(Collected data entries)
------------------------------------------------------------------------
use std::collections::HashMap;
use std::time::{SystemTime, UNIX_EPOCH};

use dashmap::DashMap;
use thiserror::Error;
use uuid::Uuid;

/// Errors from the function store, translated to RPC statuses at the
/// handler layer.
#[derive(Debug, Error)]
#[non_exhaustive]
pub enum StoreError {
    #[error("function version '{0}' not found")]
    VersionNotFound(String),

    #[error("function alias '{0}' not found")]
    AliasNotFound(String),

    #[error("alias '{id}' cannot transition from {state:?}")]
    AliasState { id: String, state: AliasState },
}

/// A published function version. The CRI pod sandbox maps onto one of
/// these: running a sandbox publishes a version, stopping it stops
/// routing, removing it retires the version.
#[derive(Debug, Clone)]
pub struct FunctionVersion {
    pub id: String,
    pub name: String,
    pub uid: String,
    pub namespace: String,
    pub attempt: u32,
    pub ready: bool,
    pub created_at: i64,
    pub runtime_handler: String,
    pub labels: HashMap<String, String>,
    pub annotations: HashMap<String, String>,
}

/// Routing state of an alias. Containers map onto aliases: created means
/// the alias exists but routes no traffic, routing is the running state.
#[derive(Debug, Clone, Copy, PartialEq, Eq)]
pub enum AliasState {
    Created,
    Routing,
    Stopped,
}

/// A function alias pointing at a version. The CRI container maps onto
/// one of these.
#[derive(Debug, Clone)]
pub struct FunctionAlias {
    pub id: String,
    pub version_id: String,
    pub name: String,
    pub attempt: u32,
    pub image: String,
    pub image_ref: String,
    pub state: AliasState,
    pub created_at: i64,
    pub started_at: i64,
    pub finished_at: i64,
    pub exit_code: i32,
    pub labels: HashMap<String, String>,
    pub annotations: HashMap<String, String>,
}

/// A registry image mirrored into the function provider. CRI image pulls
/// map onto mirroring operations.
#[derive(Debug, Clone)]
pub struct MirroredImage {
    pub id: String,
    pub reference: String,
    pub size: u64,
    pub username: String,
    pub pinned: bool,
}

/// In-memory state of the function provider: versions, aliases, and the
/// image mirror. Concurrent maps, no coordination beyond per-entry
/// locking.
#[derive(Debug, Default)]
pub struct FunctionStore {
    versions: DashMap<String, FunctionVersion, ahash::RandomState>,
    aliases: DashMap<String, FunctionAlias, ahash::RandomState>,
    images: DashMap<String, MirroredImage, ahash::RandomState>,
}

pub fn now_nanos() -> i64 {
    SystemTime::now()
        .duration_since(UNIX_EPOCH)
        .map(|d| d.as_nanos() as i64)
        .unwrap_or(0)
}

impl FunctionStore {
    pub fn new() -> Self {
        Self::default()
    }

    // -- versions (pod sandboxes) -------------------------------------

    /// Publish a new version and start routing for it.
    pub fn publish_version(
        &self,
        name: String,
        uid: String,
        namespace: String,
        attempt: u32,
        runtime_handler: String,
        labels: HashMap<String, String>,
        annotations: HashMap<String, String>,
    ) -> FunctionVersion {
        let version = FunctionVersion {
            id: Uuid::new_v4().to_string(),
            name,
            uid,
            namespace,
            attempt,
            ready: true,
            created_at: now_nanos(),
            runtime_handler,
            labels,
            annotations,
        };
        self.versions.insert(version.id.clone(), version.clone());
        version
    }

    /// Stop routing for a version and stop its aliases.
    ///
    /// Stopping an already-stopped version is a no-op, not an error.
    pub fn retire_version(&self, id: &str) -> Result<(), StoreError> {
        let mut version = self
            .versions
            .get_mut(id)
            .ok_or_else(|| StoreError::VersionNotFound(id.to_owned()))?;
        version.ready = false;

        for mut alias in self.aliases.iter_mut() {
            if alias.version_id == id && alias.state == AliasState::Routing {
                alias.state = AliasState::Stopped;
                alias.finished_at = now_nanos();
            }
        }
        Ok(())
    }

    /// Delete a version and every alias pointing at it.
    ///
    /// Removing an absent version is a no-op.
    pub fn remove_version(&self, id: &str) {
        self.versions.remove(id);
        self.aliases.retain(|_, alias| alias.version_id != id);
    }

    pub fn get_version(&self, id: &str) -> Result<FunctionVersion, StoreError> {
        self.versions
            .get(id)
            .map(|v| v.clone())
            .ok_or_else(|| StoreError::VersionNotFound(id.to_owned()))
    }

    pub fn list_versions(&self) -> Vec<FunctionVersion> {
        self.versions.iter().map(|v| v.clone()).collect()
    }

    // -- aliases (containers) -----------------------------------------

    /// Create an alias pointing at an existing version.
    pub fn create_alias(
        &self,
        version_id: &str,
        name: String,
        attempt: u32,
        image: String,
        labels: HashMap<String, String>,
        annotations: HashMap<String, String>,
    ) -> Result<FunctionAlias, StoreError> {
        if !self.versions.contains_key(version_id) {
            return Err(StoreError::VersionNotFound(version_id.to_owned()));
        }

        let image_ref = self
            .images
            .iter()
            .find(|img| img.reference == image)
            .map(|img| img.id.clone())
            .unwrap_or_default();

        let alias = FunctionAlias {
            id: Uuid::new_v4().to_string(),
            version_id: version_id.to_owned(),
            name,
            attempt,
            image,
            image_ref,
            state: AliasState::Created,
            created_at: now_nanos(),
            started_at: 0,
            finished_at: 0,
            exit_code: 0,
            labels,
            annotations,
        };
        self.aliases.insert(alias.id.clone(), alias.clone());
        Ok(alias)
    }

    /// Begin routing traffic through an alias. Only a freshly created
    /// alias can start.
    pub fn start_alias(&self, id: &str) -> Result<(), StoreError> {
        let mut alias = self
            .aliases
            .get_mut(id)
            .ok_or_else(|| StoreError::AliasNotFound(id.to_owned()))?;
        if alias.state != AliasState::Created {
            return Err(StoreError::AliasState {
                id: id.to_owned(),
                state: alias.state,
            });
        }
        alias.state = AliasState::Routing;
        alias.started_at = now_nanos();
        Ok(())
    }

    /// Stop routing through an alias. Stopping a stopped alias is a
    /// no-op.
    pub fn stop_alias(&self, id: &str) -> Result<(), StoreError> {
        let mut alias = self
            .aliases
            .get_mut(id)
            .ok_or_else(|| StoreError::AliasNotFound(id.to_owned()))?;
        if alias.state == AliasState::Routing {
            alias.state = AliasState::Stopped;
            alias.finished_at = now_nanos();
        }
        Ok(())
    }

    /// Delete an alias regardless of state. Absent alias is a no-op.
    pub fn remove_alias(&self, id: &str) {
        self.aliases.remove(id);
    }

    pub fn get_alias(&self, id: &str) -> Result<FunctionAlias, StoreError> {
        self.aliases
            .get(id)
            .map(|a| a.clone())
            .ok_or_else(|| StoreError::AliasNotFound(id.to_owned()))
    }

    pub fn list_aliases(&self) -> Vec<FunctionAlias> {
        self.aliases.iter().map(|a| a.clone()).collect()
    }

    // -- images (registry mirror) -------------------------------------

    /// Mirror an image into the provider registry. Mirroring the same
    /// reference twice returns the existing entry.
    pub fn mirror_image(&self, reference: &str, username: String) -> MirroredImage {
        if let Some(existing) = self.find_image(reference) {
            return existing;
        }

        let image = MirroredImage {
            id: format!("sha256:{}", Uuid::new_v4().simple()),
            reference: reference.to_owned(),
            // Stand-in for the mirrored blob size.
            size: 1024 * 1024 + reference.len() as u64 * 4096,
            username,
            pinned: false,
        };
        self.images.insert(image.id.clone(), image.clone());
        image
    }

    /// Look an image up by mirror id or original reference.
    pub fn find_image(&self, key: &str) -> Option<MirroredImage> {
        if let Some(image) = self.images.get(key) {
            return Some(image.clone());
        }
        self.images
            .iter()
            .find(|img| img.reference == key)
            .map(|img| img.clone())
    }

    /// Drop an image from the mirror. Absent image is a no-op.
    pub fn remove_image(&self, key: &str) {
        match self.find_image(key) {
            Some(image) => {
                self.images.remove(&image.id);
            }
            None => {}
        }
    }

    pub fn list_images(&self) -> Vec<MirroredImage> {
        self.images.iter().map(|img| img.clone()).collect()
    }

    /// Total bytes held by the mirror, for filesystem info reporting.
    pub fn mirror_bytes(&self) -> u64 {
        self.images.iter().map(|img| img.size).sum()
    }
}

#[cfg(test)]
mod tests {
    use super::*;

    #[test]
    fn test_version_lifecycle() {
        let store = FunctionStore::new();
        let version = store.publish_version(
            "fn-a".into(),
            "uid-1".into(),
            "default".into(),
            0,
            String::new(),
            HashMap::new(),
            HashMap::new(),
        );
        assert!(version.ready);

        store.retire_version(&version.id).unwrap();
        assert!(!store.get_version(&version.id).unwrap().ready);

        // Retiring twice is fine.
        store.retire_version(&version.id).unwrap();

        store.remove_version(&version.id);
        assert!(store.get_version(&version.id).is_err());

        // Removing twice is fine.
        store.remove_version(&version.id);
    }

    #[test]
    fn test_alias_lifecycle() {
        let store = FunctionStore::new();
        let version = store.publish_version(
            "fn-a".into(),
            "uid-1".into(),
            "default".into(),
            0,
            String::new(),
            HashMap::new(),
            HashMap::new(),
        );

        let alias = store
            .create_alias(
                &version.id,
                "main".into(),
                0,
                "registry/fn-a:1".into(),
                HashMap::new(),
                HashMap::new(),
            )
            .unwrap();
        assert_eq!(alias.state, AliasState::Created);

        store.start_alias(&alias.id).unwrap();
        assert_eq!(store.get_alias(&alias.id).unwrap().state, AliasState::Routing);

        // Double start is a state error.
        assert!(matches!(
            store.start_alias(&alias.id),
            Err(StoreError::AliasState { .. })
        ));

        store.stop_alias(&alias.id).unwrap();
        store.stop_alias(&alias.id).unwrap();
        assert_eq!(store.get_alias(&alias.id).unwrap().state, AliasState::Stopped);
    }

    #[test]
    fn test_alias_requires_version() {
        let store = FunctionStore::new();
        let result = store.create_alias(
            "missing",
            "main".into(),
            0,
            "registry/fn-a:1".into(),
            HashMap::new(),
            HashMap::new(),
        );
        assert!(matches!(result, Err(StoreError::VersionNotFound(_))));
    }

    #[test]
    fn test_retire_version_stops_aliases() {
        let store = FunctionStore::new();
        let version = store.publish_version(
            "fn-a".into(),
            "uid-1".into(),
            "default".into(),
            0,
            String::new(),
            HashMap::new(),
            HashMap::new(),
        );
        let alias = store
            .create_alias(
                &version.id,
                "main".into(),
                0,
                "registry/fn-a:1".into(),
                HashMap::new(),
                HashMap::new(),
            )
            .unwrap();
        store.start_alias(&alias.id).unwrap();

        store.retire_version(&version.id).unwrap();
        assert_eq!(store.get_alias(&alias.id).unwrap().state, AliasState::Stopped);
    }

    #[test]
    fn test_mirror_is_idempotent() {
        let store = FunctionStore::new();
        let first = store.mirror_image("registry/fn-a:1", "user1".into());
        let second = store.mirror_image("registry/fn-a:1", "user1".into());
        assert_eq!(first.id, second.id);
        assert_eq!(store.list_images().len(), 1);

        assert!(store.find_image(&first.id).is_some());
        assert!(store.find_image("registry/fn-a:1").is_some());

        store.remove_image("registry/fn-a:1");
        assert!(store.list_images().is_empty());
        store.remove_image("registry/fn-a:1");
    }
}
------------------------------------------------------------------------
**What to work on:**
Start with the line above that contains "self.images.remove(&image.id);" and stop after the line that contains "filesystem info reporting.". Output those lines exactly, and only those.

**Answer section:**
                self.images.remove(&image.id);
            }
            None => {}
        }
    }

    pub fn list_images(&self) -> Vec<MirroredImage> {
        self.images.iter().map(|img| img.clone()).collect()
    }

    /// Total bytes held by the mirror, for filesystem info reporting.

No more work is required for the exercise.